Thursday, November 15, 2007

Is Gavin Juiced Up?

The Feds indicted Barry Bonds for perjury of justice for telling a grand jury he did not knowingly use performance-enhancing drugs.

Go directly to prison do not collect a Hall of Fame induction.

Barry should have learned how forgiving the public could be through Gavin Newsom’s apology.

Just nine months later, he's fresh out of rehab celebrating his 40th B-day with a runaway reelection victory... was it the mayor's teflon hair or;

Is Gavin juiced up?
BALCO’s conveniently located round the corner from City Hall and HGH (Human Growth Hormone) would explain Newsom’s Audacious Bounce Back from Behind the Muzak of Drinking, Cocaine episodes and Extra Extra-Marital Affairs - perhaps ‘Roid Rage!

Maybe future Proclamations should have an Asterisk?

More Barry Bonds:

Saturday, November 10, 2007


About Me. About Gavin. About-Face.

With Gavin Newsom newly re-elected by a landslide margin of 77%, I thought it responsible to re-write my About Page or if you will oblige me - an About-face Page.

I bought the (Gavin Newsom domain name over a few beers with a couple of buds – a sort of cyber squatting goof. Unfortunataly, both The Donald’s and gal-pal Rosie O’Donnell’s were taken, probably by each other – so, I bought Gavin’s.

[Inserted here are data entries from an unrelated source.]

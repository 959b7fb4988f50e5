//! veil_crypto — Veil Messenger cryptographic core
//!
//! # Design principles
//! - NO custom crypto; all primitives come from audited Rust crates.
//! - Zeroize all secret material on drop.
//! - Public APIs take and return typed key handles, never loose byte maps.
//!
//! # Module layout
//! - `keys`    — X25519 identity keypairs + password-wrapped private keys
//! - `codec`   — JWK-like key interchange format (strict, exact-field parse)
//! - `cache`   — bounded LRU + TTL cache for imported key handles
//! - `cipher`  — hybrid envelope encryption (one-time key + dual key wrap)
//! - `wrap`    — asymmetric key wrap (ephemeral X25519 + HKDF + AES-GCM)
//! - `aead`    — AES-256-GCM encrypt/decrypt helpers
//! - `kdf`     — Argon2id password derivation, HKDF expansion
//! - `b64`     — base64url serde helpers shared with the wire crates
//! - `error`   — unified error type

pub mod aead;
pub mod b64;
pub mod cache;
pub mod cipher;
pub mod codec;
pub mod error;
pub mod kdf;
pub mod keys;
pub mod wrap;

pub use cache::KeyCache;
pub use cipher::EncryptedEnvelope;
pub use error::CryptoError;
pub use keys::{KeyPair, PrivateKey, PublicKey, WrappedPrivateKey};
//! Hybrid envelope encryption.
//!
//! Each message body is encrypted once under a fresh one-time AES-256 key,
//! and that key is wrapped twice: under the recipient's public key AND under
//! the sender's own public key, so the sender can re-read sent history
//! without a separate decryption path.  The raw symmetric key never crosses
//! this module's boundary; only its two wrapped copies leave.
//!
//! No forward secrecy: identity keys are long-term and per-message keys are
//! not ratcheted.  That is a deliberate trade-off, not a bug.

use serde::{Deserialize, Serialize};

use crate::aead;
use crate::error::CryptoError;
use crate::keys::{PrivateKey, PublicKey};
use crate::wrap;

/// AAD binding envelope ciphertext to the protocol version.
const ENVELOPE_AAD: &[u8] = b"veil-envelope-v1";

/// Wire/storage form of an encrypted message body.  The server stores and
/// relays this opaquely — it can decrypt none of it.
#[derive(Debug, Clone, Serialize, Deserialize, PartialEq, Eq)]
pub struct EncryptedEnvelope {
    /// 96-bit AES-GCM IV, freshly random per envelope.  Must never repeat
    /// under the same key; the one-time key already makes each (key, IV)
    /// pair unique.
    #[serde(with = "crate::b64")]
    pub iv: Vec<u8>,
    /// AES-256-GCM ciphertext + tag of the message body.
    #[serde(with = "crate::b64")]
    pub ciphertext: Vec<u8>,
    /// One-time key wrapped under the recipient's public key.
    #[serde(with = "crate::b64")]
    pub recipient_wrapped_key: Vec<u8>,
    /// The same one-time key wrapped under the sender's public key.
    #[serde(with = "crate::b64")]
    pub sender_wrapped_key: Vec<u8>,
}

/// Encrypt `plaintext` for `recipient`, readable also by `sender`.
pub fn encrypt(
    plaintext: &[u8],
    recipient: &PublicKey,
    sender: &PublicKey,
) -> Result<EncryptedEnvelope, CryptoError> {
    let key = aead::generate_key();
    let iv = aead::generate_iv();

    let ciphertext = aead::encrypt(&key, &iv, plaintext, ENVELOPE_AAD)?;
    let recipient_wrapped_key = wrap::wrap_key(recipient, &key)?;
    let sender_wrapped_key = wrap::wrap_key(sender, &key)?;

    Ok(EncryptedEnvelope {
        iv: iv.to_vec(),
        ciphertext,
        recipient_wrapped_key,
        sender_wrapped_key,
    })
}

/// Decrypt an envelope with the caller's own private key.  `is_sender`
/// selects which wrapped copy of the one-time key to unwrap.
///
/// Fails with `CryptoError::Decryption` on a wrong key, tampered
/// ciphertext, or malformed fields.  Callers rendering a conversation must
/// treat this as a per-message failure, not a fatal one.
pub fn decrypt(
    envelope: &EncryptedEnvelope,
    own_private: &PrivateKey,
    is_sender: bool,
) -> Result<Vec<u8>, CryptoError> {
    let wrapped = if is_sender {
        &envelope.sender_wrapped_key
    } else {
        &envelope.recipient_wrapped_key
    };
    let key = wrap::unwrap_key(own_private, wrapped)?;

    let iv: [u8; aead::IV_LEN] = envelope
        .iv
        .as_slice()
        .try_into()
        .map_err(|_| CryptoError::Decryption)?;

    let plaintext = aead::decrypt(&key, &iv, &envelope.ciphertext, ENVELOPE_AAD)?;
    Ok(plaintext.to_vec())
}
//! Key derivation functions
//!
//! `wrap_key_from_password` — Argon2id, derives the 32-byte key used to
//!   password-wrap a private key for server-side storage.  Deliberately
//!   expensive so an exfiltrated wrapped blob resists offline brute force.
//!
//! `hkdf_expand` — HKDF-SHA256, used to turn ECDH shared secrets into
//!   AEAD wrapping keys.

use argon2::{Argon2, Params, Version};
use hkdf::Hkdf;
use sha2::Sha256;
use zeroize::ZeroizeOnDrop;

use crate::error::CryptoError;

pub const SALT_LEN: usize = 16;

/// 32-byte key-encryption key derived from a user password.  Zeroized on drop.
#[derive(ZeroizeOnDrop)]
pub struct WrapKey(pub [u8; 32]);

/// Argon2id parameters — tuned for interactive use.
fn argon2_params() -> Params {
    Params::new(
        64 * 1024, // m_cost: 64 MiB
        3,         // t_cost: 3 iterations
        1,         // p_cost: 1 thread
        Some(32),  // output len
    )
    .expect("Static Argon2 params are always valid")
}

/// Derive a wrapping key from a user password + 16-byte salt.
/// The salt is stored alongside the wrapped key (not secret) and is freshly
/// random per wrap operation.
pub fn wrap_key_from_password(
    password: &[u8],
    salt: &[u8; SALT_LEN],
) -> Result<WrapKey, CryptoError> {
    let argon2 = Argon2::new(argon2::Algorithm::Argon2id, Version::V0x13, argon2_params());
    let mut output = [0u8; 32];
    argon2
        .hash_password_into(password, salt, &mut output)
        .map_err(|e| CryptoError::KeyDerivation(e.to_string()))?;
    Ok(WrapKey(output))
}

/// Generate a fresh random 16-byte salt.
pub fn generate_salt() -> [u8; SALT_LEN] {
    use rand::RngCore;
    let mut salt = [0u8; SALT_LEN];
    rand::rngs::OsRng.fill_bytes(&mut salt);
    salt
}

/// Expand `ikm` + `info` into `output.len()` bytes of key material.
///
/// `salt` may be empty (HKDF will use a zeroed salt).
pub fn hkdf_expand(
    ikm: &[u8],
    salt: Option<&[u8]>,
    info: &[u8],
    output: &mut [u8],
) -> Result<(), CryptoError> {
    let hk = Hkdf::<Sha256>::new(salt, ikm);
    hk.expand(info, output)
        .map_err(|e| CryptoError::KeyDerivation(e.to_string()))
}

#[cfg(test)]
mod tests {
    use super::*;

    #[test]
    fn same_password_same_salt_is_deterministic() {
        let salt = [7u8; SALT_LEN];
        let a = wrap_key_from_password(b"hunter2", &salt).unwrap();
        let b = wrap_key_from_password(b"hunter2", &salt).unwrap();
        assert_eq!(a.0, b.0);
    }

    #[test]
    fn different_salt_different_key() {
        let a = wrap_key_from_password(b"hunter2", &[1u8; SALT_LEN]).unwrap();
        let b = wrap_key_from_password(b"hunter2", &[2u8; SALT_LEN]).unwrap();
        assert_ne!(a.0, b.0);
    }
}
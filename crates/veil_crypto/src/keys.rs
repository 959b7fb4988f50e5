//! Identity key management
//!
//! Each user has one long-term X25519 keypair, generated at account
//! creation.  The public half travels in JWK-like interchange form
//! (see `codec`).  The private half NEVER leaves the owning client in
//! plaintext: it is password-wrapped (Argon2id → AES-256-GCM) before being
//! sent to durable storage, and exists in memory only for the session that
//! unwrapped it.
//!
//! Password-wrap format: `{salt, iv, ciphertext}` where salt and IV are
//! freshly random per wrap.  The ciphertext is the AEAD encryption of the
//! private key's JWK serialisation under the password-derived key, so a
//! wrong password fails tag verification rather than yielding garbage.

use std::sync::Arc;

use rand::rngs::OsRng;
use serde::{Deserialize, Serialize};
use x25519_dalek::StaticSecret;
use zeroize::{ZeroizeOnDrop, Zeroizing};

use crate::aead;
use crate::cache::KeyCache;
use crate::codec::{PrivateKeyJwk, PublicKeyJwk};
use crate::error::CryptoError;
use crate::kdf;

/// AAD binding the password-wrap ciphertext to its purpose.
const PRIVATE_WRAP_AAD: &[u8] = b"veil-private-key-wrap-v1";

// ── Public key ────────────────────────────────────────────────────────────────

/// 32-byte X25519 public key.
#[derive(Debug, Clone, PartialEq, Eq)]
pub struct PublicKey(pub(crate) [u8; 32]);

impl PublicKey {
    pub fn from_bytes(bytes: &[u8]) -> Result<Self, CryptoError> {
        let arr: [u8; 32] = bytes
            .try_into()
            .map_err(|_| CryptoError::KeyCodec(format!("Public key must be 32 bytes, got {}", bytes.len())))?;
        Ok(Self(arr))
    }

    pub fn as_bytes(&self) -> &[u8; 32] {
        &self.0
    }

    pub(crate) fn dalek(&self) -> x25519_dalek::PublicKey {
        x25519_dalek::PublicKey::from(self.0)
    }

    /// Key fingerprint: BLAKE3 of the raw public key bytes, hex-encoded.
    /// Used as the KeyCache lookup key.
    pub fn fingerprint(&self) -> String {
        hex::encode(blake3::hash(&self.0).as_bytes())
    }

    pub fn to_jwk(&self) -> PublicKeyJwk {
        PublicKeyJwk::from_key(self)
    }
}

// ── Private key ───────────────────────────────────────────────────────────────

/// Long-term X25519 private key.  Drop clears memory via ZeroizeOnDrop.
#[derive(ZeroizeOnDrop)]
pub struct PrivateKey {
    secret_bytes: [u8; 32],
}

impl std::fmt::Debug for PrivateKey {
    fn fmt(&self, f: &mut std::fmt::Formatter<'_>) -> std::fmt::Result {
        f.debug_struct("PrivateKey").finish_non_exhaustive()
    }
}

impl PrivateKey {
    pub fn from_bytes(bytes: &[u8]) -> Result<Self, CryptoError> {
        let arr: [u8; 32] = bytes
            .try_into()
            .map_err(|_| CryptoError::KeyCodec(format!("Private key must be 32 bytes, got {}", bytes.len())))?;
        Ok(Self { secret_bytes: arr })
    }

    pub fn secret_bytes(&self) -> &[u8; 32] {
        &self.secret_bytes
    }

    /// Derive the corresponding public key.
    pub fn public(&self) -> PublicKey {
        let secret = StaticSecret::from(self.secret_bytes);
        PublicKey(x25519_dalek::PublicKey::from(&secret).to_bytes())
    }

    pub(crate) fn dalek(&self) -> StaticSecret {
        StaticSecret::from(self.secret_bytes)
    }

    pub fn to_jwk(&self) -> PrivateKeyJwk {
        PrivateKeyJwk::from_key(self)
    }
}

/// Asymmetric identity keypair.
pub struct KeyPair {
    pub public: PublicKey,
    pub private: PrivateKey,
}

impl KeyPair {
    pub fn generate() -> Self {
        let secret = StaticSecret::random_from_rng(OsRng);
        let public = PublicKey(x25519_dalek::PublicKey::from(&secret).to_bytes());
        Self {
            public,
            private: PrivateKey { secret_bytes: secret.to_bytes() },
        }
    }
}

// ── Password-wrapped private key ──────────────────────────────────────────────

/// Private key encrypted under a password-derived key, safe for durable
/// storage.  Cannot be decrypted without the original password.
#[derive(Debug, Clone, Serialize, Deserialize, PartialEq, Eq)]
pub struct WrappedPrivateKey {
    /// 16-byte Argon2id salt, fresh per wrap.
    #[serde(with = "crate::b64")]
    pub salt: Vec<u8>,
    /// 12-byte AES-GCM IV, fresh per wrap.
    #[serde(with = "crate::b64")]
    pub iv: Vec<u8>,
    /// AEAD ciphertext of the private key JWK serialisation.
    #[serde(with = "crate::b64")]
    pub ciphertext: Vec<u8>,
}

/// Result of `generate_identity`: everything the caller needs to register
/// the identity (public export + wrapped private for the server) and to use
/// it locally (the in-memory keypair).
pub struct NewIdentity {
    pub public: PublicKeyJwk,
    pub wrapped_private: WrappedPrivateKey,
    pub keypair: KeyPair,
}

/// Create a fresh identity: generate an X25519 keypair, export the public
/// key in interchange form, and password-wrap the private key.  No side
/// effects — the caller decides persistence.
pub fn generate_identity(password: &str) -> Result<NewIdentity, CryptoError> {
    let keypair = KeyPair::generate();
    let wrapped_private = wrap_private_key(&keypair.private, password)?;
    Ok(NewIdentity {
        public: keypair.public.to_jwk(),
        wrapped_private,
        keypair,
    })
}

/// Password-wrap a private key for storage.  Salt and IV are freshly random
/// on every call, so wrapping the same key twice yields distinct blobs.
pub fn wrap_private_key(
    private: &PrivateKey,
    password: &str,
) -> Result<WrappedPrivateKey, CryptoError> {
    let salt = kdf::generate_salt();
    let kek = kdf::wrap_key_from_password(password.as_bytes(), &salt)?;
    let iv = aead::generate_iv();

    let jwk_bytes = Zeroizing::new(serde_json::to_vec(&private.to_jwk())?);
    let ciphertext = aead::encrypt(&kek.0, &iv, &jwk_bytes, PRIVATE_WRAP_AAD)?;

    Ok(WrappedPrivateKey {
        salt: salt.to_vec(),
        iv: iv.to_vec(),
        ciphertext,
    })
}

/// Reverse the password wrap.  Fails with `CryptoError::KeyRecovery` if the
/// password is wrong (tag verification fails) or the payload is malformed.
/// Never partially succeeds.
pub fn recover_private_key(
    wrapped: &WrappedPrivateKey,
    password: &str,
) -> Result<PrivateKey, CryptoError> {
    let salt: [u8; kdf::SALT_LEN] = wrapped
        .salt
        .as_slice()
        .try_into()
        .map_err(|_| CryptoError::KeyRecovery)?;
    let iv: [u8; aead::IV_LEN] = wrapped
        .iv
        .as_slice()
        .try_into()
        .map_err(|_| CryptoError::KeyRecovery)?;

    let kek = kdf::wrap_key_from_password(password.as_bytes(), &salt)
        .map_err(|_| CryptoError::KeyRecovery)?;
    let jwk_bytes = aead::decrypt(&kek.0, &iv, &wrapped.ciphertext, PRIVATE_WRAP_AAD)
        .map_err(|_| CryptoError::KeyRecovery)?;

    let jwk: PrivateKeyJwk =
        serde_json::from_slice(&jwk_bytes).map_err(|_| CryptoError::KeyRecovery)?;
    jwk.parse().map_err(|_| CryptoError::KeyRecovery)
}

// ── Cache-through public key import ───────────────────────────────────────────

/// Import a public key from interchange form, going through the shared
/// session cache to amortise repeated import cost.  The cache is never the
/// sole source of truth: a miss re-imports from the JWK and must produce an
/// equivalent handle.
pub fn import_public_cached(
    jwk: &PublicKeyJwk,
    cache: &KeyCache<Arc<PublicKey>>,
) -> Result<Arc<PublicKey>, CryptoError> {
    let key = jwk.parse()?;
    let fingerprint = key.fingerprint();
    if let Some(cached) = cache.get(&fingerprint) {
        return Ok(cached);
    }
    let handle = Arc::new(key);
    cache.put(fingerprint, handle.clone());
    Ok(handle)
}

#[cfg(test)]
mod tests {
    use super::*;

    #[test]
    fn key_wrap_roundtrip() {
        let identity = generate_identity("correct horse").unwrap();
        let recovered =
            recover_private_key(&identity.wrapped_private, "correct horse").unwrap();
        assert_eq!(
            recovered.secret_bytes(),
            identity.keypair.private.secret_bytes()
        );
        assert_eq!(recovered.public(), identity.keypair.public);
    }

    #[test]
    fn wrong_password_fails_key_recovery() {
        let identity = generate_identity("correct horse").unwrap();
        let err = recover_private_key(&identity.wrapped_private, "battery staple")
            .unwrap_err();
        assert!(matches!(err, CryptoError::KeyRecovery));
    }

    #[test]
    fn corrupted_payload_fails_key_recovery() {
        let identity = generate_identity("pw").unwrap();
        let mut wrapped = identity.wrapped_private.clone();
        wrapped.ciphertext[0] ^= 0x01;
        assert!(matches!(
            recover_private_key(&wrapped, "pw"),
            Err(CryptoError::KeyRecovery)
        ));

        let mut truncated = identity.wrapped_private;
        truncated.salt.pop();
        assert!(matches!(
            recover_private_key(&truncated, "pw"),
            Err(CryptoError::KeyRecovery)
        ));
    }

    #[test]
    fn wrap_is_randomised_per_operation() {
        let keypair = KeyPair::generate();
        let a = wrap_private_key(&keypair.private, "pw").unwrap();
        let b = wrap_private_key(&keypair.private, "pw").unwrap();
        assert_ne!(a.salt, b.salt);
        assert_ne!(a.iv, b.iv);
        assert_ne!(a.ciphertext, b.ciphertext);
    }

    #[test]
    fn cached_import_returns_same_handle() {
        let cache = KeyCache::default();
        let jwk = KeyPair::generate().public.to_jwk();
        let first = import_public_cached(&jwk, &cache).unwrap();
        let second = import_public_cached(&jwk, &cache).unwrap();
        assert!(Arc::ptr_eq(&first, &second));
    }
}
//! veil_store — Durable storage for Veil Messenger
//!
//! # What is stored
//! - `messages` — encrypted envelopes plus routing metadata.  Sensitive
//!   columns hold AEAD ciphertext (base64); routing metadata (user IDs,
//!   timestamps) is plaintext to allow efficient queries.  The store can
//!   decrypt nothing.
//! - `wrapped_keys` — password-wrapped private keys, at most one per
//!   identity.
//!
//! The message insert upserts on the submission's `client_id`, so the
//! delivery pipeline may retry persistence freely without duplicating rows.
//!
//! # Migration
//! SQLx migrations in `migrations/` are run on open.
//!
//! `local` holds the client-side counterpart: an in-memory, zeroizing store
//! for the session's own decrypted private key material.

pub mod db;
pub mod error;
pub mod local;

pub use db::Store;
pub use error::StoreError;
pub use local::LocalKeyStore;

There it sat dormant over a few more months… a few more beers with a couple more buds, until awakened by the City Hall Sex Scandal. At which time, I launched the following message:
Entertaining - Yes. Productive - No!

"I like boozing, schmoozing losers winning (and womanizing) as much as the next guy. But, when I’m not watching nighttime dramas, I’m busy watching my city’s homelessness and violence grow – two issues that Gavin campaigned upon and have steadily worsened since his ascendancy."

"Newsom’s ‘poor decisions’ affect us all. I’m not political and don’t claim to have any answers. I only know I don’t want to see Gavin win another election."
Ironically, I recognize Gavin’s short comings in within myself to the point I love and laugh more than most at his never-ending girls and gaffes. I’d say Brittanie Mountz is still my favorite... I can identify with Gavin's temporary insanity - She's got legs that go to go to heaven; I especially like her MySpace photo.

My “Soul Goal” is to advocate Clean, Safe Streets and I found some help over the Pirate Cat Radio airwaves and in The Chronicle, interviewed by the Smokin’ Hot Cecilia M. Vega, who somehow resists my metrosexual charm - for now!
Things were going swimmingly until it occured to me – if not Gavin, who?
I mean Gavin Sucks, but Chris Daly! With the help of Mirkarimi and Gonzalez, he proved it - putting together the biggest Regressives Convention since the Nixon Administration and the biggest salad-eating fiasco producing zero candidates.
With Gavin showing 78% approval ratings, they were wise to fold before they flopped!
But, Old Man Lumpy wasn’t finished – Not yet! If San Francisco's voters won’t listen, then he’ll just have to scare that pesky Gavin out of City Hall. So, he summoned the Ghost of McCarthy to huff, puff and bluff public humiliation announcements from Croneyism to Cocaine… save none could sink Gavin and the Gang.
Busted - Can't touch this teflon doo. What you say bounces off of me and sticks to you!
Daly's which hunt bit him in the ass and bought him a tongue lashing and demotion in swift order - Bravo Peskin!

Stealing a scene from Michael Moore’s Flip-Flop, I followed with an About-face, realizing Gavin’s the only candidate with the necessary political clout within the City and more importantly the potential beyond to successfully clean up our streets today.

In other words, Gavin is just four years away from a bigger office far outside the City limits with a constituency infinitely more conservative. Don’t get me wrong, I’m all for Same-Sex Marriages, but it doesn't ring with the same cache down South. Gavin’s capital here is essentially confederate money there.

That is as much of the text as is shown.